EXERCISE — Repeat everything in the listing below. Keep each line exact.

GIVEN RECORDS —
[Start of Attachment]

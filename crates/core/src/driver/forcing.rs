//! Daily forcing of one simulation interval

use serde::{Deserialize, Serialize};

use crate::core_types::{Celsius, Meters};
use crate::error::{GiplError, GiplResult};

/// Water-content profile handed over by a hydrology model.
#[derive(Debug, Clone, PartialEq, Serialize, Deserialize)]
#[serde(rename_all = "snake_case")]
pub enum WaterContentProfile {
    /// One value per soil node, surface first; short profiles are extended
    /// with their last value
    AtNodes(Vec<f64>),
    /// Values on the hydrology model's own increasing depth grid (m),
    /// interpolated onto the soil nodes
    AtDepths { depths: Vec<f64>, values: Vec<f64> },
}

/// Daily forcing for one interval.
///
/// Snow series shorter than `air_temperature` are padded with their last
/// value; an empty snow thickness series means no snow.
#[derive(Debug, Clone, PartialEq, Default, Serialize, Deserialize)]
pub struct ForcingInterval {
    /// Daily mean air temperature; its length sets the number of days
    pub air_temperature: Vec<Celsius>,
    #[serde(default)]
    pub snow_thickness: Vec<Meters>,
    /// W/m/K
    #[serde(default)]
    pub snow_conductivity: Vec<f64>,
    /// J/m³/K
    #[serde(default)]
    pub snow_heat_capacity: Vec<f64>,
    /// Replaces the stored water content when present
    #[serde(default)]
    pub water_content: Option<WaterContentProfile>,
}

fn check_finite<T: Copy + Into<f64>>(name: &str, values: &[T]) -> GiplResult<()> {
    let raw = values.iter().map(|&v| v.into());
    match raw.enumerate().find(|(_, v)| !v.is_finite()) {
        Some((day, v)) => Err(GiplError::InvalidForcing(format!(
            "{name} is not finite on day {day}: {v}"
        ))),
        None => Ok(()),
    }
}

fn padded<T: Copy + Into<f64>>(values: &[T], day: usize) -> f64 {
    values
        .get(day)
        .or_else(|| values.last())
        .map_or(0.0, |&v| v.into())
}

fn mean_positive(values: &[f64]) -> f64 {
    let (sum, count) = values
        .iter()
        .filter(|v| **v > 0.0)
        .fold((0.0, 0usize), |(s, c), v| (s + v, c + 1));
    if count == 0 {
        0.0
    } else {
        sum / count as f64
    }
}

impl ForcingInterval {
    /// Snow-free forcing with the given air temperatures.
    #[must_use]
    pub fn air_only(air_temperature: impl IntoIterator<Item = f64>) -> Self {
        Self {
            air_temperature: air_temperature.into_iter().map(Celsius::from).collect(),
            ..Self::default()
        }
    }

    /// Number of days in the interval.
    pub fn days(&self) -> usize {
        self.air_temperature.len()
    }

    /// # Errors
    ///
    /// [`GiplError::InvalidForcing`] for an empty air-temperature series,
    /// non-finite values, or an inconsistent water-content profile.
    pub fn validate(&self) -> GiplResult<()> {
        if self.air_temperature.is_empty() {
            return Err(GiplError::InvalidForcing(
                "air temperature series is empty".to_string(),
            ));
        }
        check_finite("air temperature", &self.air_temperature)?;
        check_finite("snow thickness", &self.snow_thickness)?;
        check_finite("snow conductivity", &self.snow_conductivity)?;
        check_finite("snow heat capacity", &self.snow_heat_capacity)?;

        match &self.water_content {
            Some(WaterContentProfile::AtNodes(values)) => {
                if values.is_empty() {
                    return Err(GiplError::InvalidForcing(
                        "empty water-content profile".to_string(),
                    ));
                }
                check_finite("water content", values)?;
            }
            Some(WaterContentProfile::AtDepths { depths, values }) => {
                if depths.is_empty() || depths.len() != values.len() {
                    return Err(GiplError::InvalidForcing(format!(
                        "water-content profile has {} depths and {} values",
                        depths.len(),
                        values.len()
                    )));
                }
                check_finite("water-content depth", depths)?;
                check_finite("water content", values)?;
                if depths.windows(2).any(|w| w[1] <= w[0]) {
                    return Err(GiplError::InvalidForcing(
                        "water-content depths must strictly increase".to_string(),
                    ));
                }
            }
            None => {}
        }
        Ok(())
    }

    /// Snow thickness on `day` (m).
    pub fn snow_thickness_on(&self, day: usize) -> f64 {
        padded(&self.snow_thickness, day)
    }

    /// Interval snow conductivity (W/m/K) and volumetric heat capacity
    /// (J/m³/K), averaged over the days with positive values.
    pub fn mean_snow_properties(&self) -> (f64, f64) {
        (
            mean_positive(&self.snow_conductivity),
            mean_positive(&self.snow_heat_capacity),
        )
    }

    /// Air temperature at `time` days since the start of the interval.
    ///
    /// Sample `k` holds at the end of day `k` (time `k + 1`); the series is
    /// interpolated linearly and held constant outside its range.
    pub fn surface_temperature(&self, time: f64) -> f64 {
        let air = &self.air_temperature;
        let Some(&last) = air.last() else {
            return f64::NAN;
        };
        let s = time - 1.0;
        if s <= 0.0 {
            return *air[0];
        }
        let upper = (air.len() - 1) as f64;
        if s >= upper {
            return *last;
        }
        let k = s.floor() as usize;
        let w = s - k as f64;
        *air[k] + w * (*air[k + 1] - *air[k])
    }
}

#[cfg(test)]
mod tests {
    use super::*;
    use approx::assert_relative_eq;

    #[test]
    fn surface_temperature_interpolates_between_day_ends() {
        let f = ForcingInterval::air_only(vec![2.0, 4.0, -2.0]);
        assert_eq!(f.surface_temperature(0.0), 2.0);
        assert_eq!(f.surface_temperature(1.0), 2.0);
        assert_relative_eq!(f.surface_temperature(1.5), 3.0);
        assert_relative_eq!(f.surface_temperature(2.0), 4.0);
        assert_relative_eq!(f.surface_temperature(2.75), -0.5);
        assert_eq!(f.surface_temperature(3.0), -2.0);
        assert_eq!(f.surface_temperature(10.0), -2.0);
    }

    #[test]
    fn short_snow_series_are_padded() {
        let f = ForcingInterval {
            snow_thickness: vec![Meters::new(0.1), Meters::new(0.2)],
            ..ForcingInterval::air_only(vec![-5.0; 4])
        };
        assert_eq!(f.snow_thickness_on(0), 0.1);
        assert_eq!(f.snow_thickness_on(3), 0.2);
        assert_eq!(ForcingInterval::air_only(vec![1.0]).snow_thickness_on(2), 0.0);
    }

    #[test]
    fn snow_properties_average_positive_days() {
        let f = ForcingInterval {
            snow_conductivity: vec![0.0, 0.2, 0.4, 0.0],
            snow_heat_capacity: vec![0.0, 0.0, 0.0, 0.0],
            ..ForcingInterval::air_only(vec![-5.0; 4])
        };
        let (k, c) = f.mean_snow_properties();
        assert_relative_eq!(k, 0.3);
        assert_eq!(c, 0.0);
    }

    #[test]
    fn validation_rejects_bad_series() {
        assert!(ForcingInterval::air_only(Vec::new()).validate().is_err());
        assert!(ForcingInterval::air_only(vec![1.0, f64::NAN]).validate().is_err());

        let mut f = ForcingInterval::air_only(vec![1.0]);
        f.water_content = Some(WaterContentProfile::AtDepths {
            depths: vec![0.0, 0.5, 0.5],
            values: vec![0.1, 0.2, 0.3],
        });
        assert!(f.validate().is_err());
        f.water_content = Some(WaterContentProfile::AtNodes(vec![0.2]));
        f.validate().unwrap();
    }

    #[test]
    fn deserializes_tagged_water_profile() {
        let json = r#"{
            "air_temperature": [1.0, 2.0],
            "water_content": { "at_depths": { "depths": [0.0, 1.0], "values": [0.3, 0.4] } }
        }"#;
        let f: ForcingInterval = serde_json::from_str(json).unwrap();
        assert_eq!(f.air_temperature, vec![Celsius::new(1.0), Celsius::new(2.0)]);
        assert!(matches!(
            f.water_content,
            Some(WaterContentProfile::AtDepths { .. })
        ));
    }
}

[End of Attachment]

ANSWER TO THE PROBLEM —
filename crates/core/src/driver/forcing.rs
//! Daily forcing of one simulation interval

use serde::{Deserialize, Serialize};

use crate::core_types::{Celsius, Meters};
use crate::error::{GiplError, GiplResult};

/// Water-content profile handed over by a hydrology model.
#[derive(Debug, Clone, PartialEq, Serialize, Deserialize)]
#[serde(rename_all = "snake_case")]
pub enum WaterContentProfile {
    /// One value per soil node, surface first; short profiles are extended
    /// with their last value
    AtNodes(Vec<f64>),
    /// Values on the hydrology model's own increasing depth grid (m),
    /// interpolated onto the soil nodes
    AtDepths { depths: Vec<f64>, values: Vec<f64> },
}

/// Daily forcing for one interval.
///
/// Snow series shorter than `air_temperature` are padded with their last
/// value; an empty snow thickness series means no snow.
#[derive(Debug, Clone, PartialEq, Default, Serialize, Deserialize)]
pub struct ForcingInterval {
    /// Daily mean air temperature; its length sets the number of days
    pub air_temperature: Vec<Celsius>,
    #[serde(default)]
    pub snow_thickness: Vec<Meters>,
    /// W/m/K
    #[serde(default)]
    pub snow_conductivity: Vec<f64>,
    /// J/m³/K
    #[serde(default)]
    pub snow_heat_capacity: Vec<f64>,
    /// Replaces the stored water content when present
    #[serde(default)]
    pub water_content: Option<WaterContentProfile>,
}

fn check_finite<T: Copy + Into<f64>>(name: &str, values: &[T]) -> GiplResult<()> {
    let raw = values.iter().map(|&v| v.into());
    match raw.enumerate().find(|(_, v)| !v.is_finite()) {
        Some((day, v)) => Err(GiplError::InvalidForcing(format!(
            "{name} is not finite on day {day}: {v}"
        ))),
        None => Ok(()),
    }
}

fn padded<T: Copy + Into<f64>>(values: &[T], day: usize) -> f64 {
    values
        .get(day)
        .or_else(|| values.last())
        .map_or(0.0, |&v| v.into())
}

fn mean_positive(values: &[f64]) -> f64 {
    let (sum, count) = values
        .iter()
        .filter(|v| **v > 0.0)
        .fold((0.0, 0usize), |(s, c), v| (s + v, c + 1));
    if count == 0 {
        0.0
    } else {
        sum / count as f64
    }
}

impl ForcingInterval {
    /// Snow-free forcing with the given air temperatures.
    #[must_use]
    pub fn air_only(air_temperature: impl IntoIterator<Item = f64>) -> Self {
        Self {
            air_temperature: air_temperature.into_iter().map(Celsius::from).collect(),
            ..Self::default()
        }
    }

    /// Number of days in the interval.
    pub fn days(&self) -> usize {
        self.air_temperature.len()
    }

    /// # Errors
    ///
    /// [`GiplError::InvalidForcing`] for an empty air-temperature series,
    /// non-finite values, or an inconsistent water-content profile.
    pub fn validate(&self) -> GiplResult<()> {
        if self.air_temperature.is_empty() {
            return Err(GiplError::InvalidForcing(
                "air temperature series is empty".to_string(),
            ));
        }
        check_finite("air temperature", &self.air_temperature)?;
        check_finite("snow thickness", &self.snow_thickness)?;
        check_finite("snow conductivity", &self.snow_conductivity)?;
        check_finite("snow heat capacity", &self.snow_heat_capacity)?;

        match &self.water_content {
            Some(WaterContentProfile::AtNodes(values)) => {
                if values.is_empty() {
                    return Err(GiplError::InvalidForcing(
                        "empty water-content profile".to_string(),
                    ));
                }
                check_finite("water content", values)?;
            }
            Some(WaterContentProfile::AtDepths { depths, values }) => {
                if depths.is_empty() || depths.len() != values.len() {
                    return Err(GiplError::InvalidForcing(format!(
                        "water-content profile has {} depths and {} values",
                        depths.len(),
                        values.len()
                    )));
                }
                check_finite("water-content depth", depths)?;
                check_finite("water content", values)?;
                if depths.windows(2).any(|w| w[1] <= w[0]) {
                    return Err(GiplError::InvalidForcing(
                        "water-content depths must strictly increase".to_string(),
                    ));
                }
            }
            None => {}
        }
        Ok(())
    }

    /// Snow thickness on `day` (m).
    pub fn snow_thickness_on(&self, day: usize) -> f64 {
        padded(&self.snow_thickness, day)
    }

    /// Interval snow conductivity (W/m/K) and volumetric heat capacity
    /// (J/m³/K), averaged over the days with positive values.
    pub fn mean_snow_properties(&self) -> (f64, f64) {
        (
            mean_positive(&self.snow_conductivity),
            mean_positive(&self.snow_heat_capacity),
        )
    }

    /// Air temperature at `time` days since the start of the interval.
    ///
    /// Sample `k` holds at the end of day `k` (time `k + 1`); the series is
    /// interpolated linearly and held constant outside its range.
    pub fn surface_temperature(&self, time: f64) -> f64 {
        let air = &self.air_temperature;
        let Some(&last) = air.last() else {
            return f64::NAN;
        };
        let s = time - 1.0;
        if s <= 0.0 {
            return *air[0];
        }
        let upper = (air.len() - 1) as f64;
        if s >= upper {
            return *last;
        }
        let k = s.floor() as usize;
        let w = s - k as f64;
        *air[k] + w * (*air[k + 1] - *air[k])
    }
}

#[cfg(test)]
mod tests {
    use super::*;
    use approx::assert_relative_eq;

    #[test]
    fn surface_temperature_interpolates_between_day_ends() {
        let f = ForcingInterval::air_only(vec![2.0, 4.0, -2.0]);
        assert_eq!(f.surface_temperature(0.0), 2.0);
        assert_eq!(f.surface_temperature(1.0), 2.0);
        assert_relative_eq!(f.surface_temperature(1.5), 3.0);
        assert_relative_eq!(f.surface_temperature(2.0), 4.0);
        assert_relative_eq!(f.surface_temperature(2.75), -0.5);
        assert_eq!(f.surface_temperature(3.0), -2.0);
        assert_eq!(f.surface_temperature(10.0), -2.0);
    }

    #[test]
    fn short_snow_series_are_padded() {
        let f = ForcingInterval {
            snow_thickness: vec![Meters::new(0.1), Meters::new(0.2)],
            ..ForcingInterval::air_only(vec![-5.0; 4])
        };
        assert_eq!(f.snow_thickness_on(0), 0.1);
        assert_eq!(f.snow_thickness_on(3), 0.2);
        assert_eq!(ForcingInterval::air_only(vec![1.0]).snow_thickness_on(2), 0.0);
    }

    #[test]
    fn snow_properties_average_positive_days() {
        let f = ForcingInterval {
            snow_conductivity: vec![0.0, 0.2, 0.4, 0.0],
            snow_heat_capacity: vec![0.0, 0.0, 0.0, 0.0],
            ..ForcingInterval::air_only(vec![-5.0; 4])
        };
        let (k, c) = f.mean_snow_properties();
        assert_relative_eq!(k, 0.3);
        assert_eq!(c, 0.0);
    }

    #[test]
    fn validation_rejects_bad_series() {
        assert!(ForcingInterval::air_only(Vec::new()).validate().is_err());
        assert!(ForcingInterval::air_only(vec![1.0, f64::NAN]).validate().is_err());

        let mut f = ForcingInterval::air_only(vec![1.0]);
        f.water_content = Some(WaterContentProfile::AtDepths {
            depths: vec![0.0, 0.5, 0.5],
            values: vec![0.1, 0.2, 0.3],
        });
        assert!(f.validate().is_err());
        f.water_content = Some(WaterContentProfile::AtNodes(vec![0.2]));
        f.validate().unwrap();
    }

    #[test]
    fn deserializes_tagged_water_profile() {
        let json = r#"{
            "air_temperature": [1.0, 2.0],
            "water_content": { "at_depths": { "depths": [0.0, 1.0], "values": [0.3, 0.4] } }
        }"#;
        let f: ForcingInterval = serde_json::from_str(json).unwrap();
        assert_eq!(f.air_temperature, vec![Celsius::new(1.0), Celsius::new(2.0)]);
        assert!(matches!(
            f.water_content,
            Some(WaterContentProfile::AtDepths { .. })
        ));
    }
}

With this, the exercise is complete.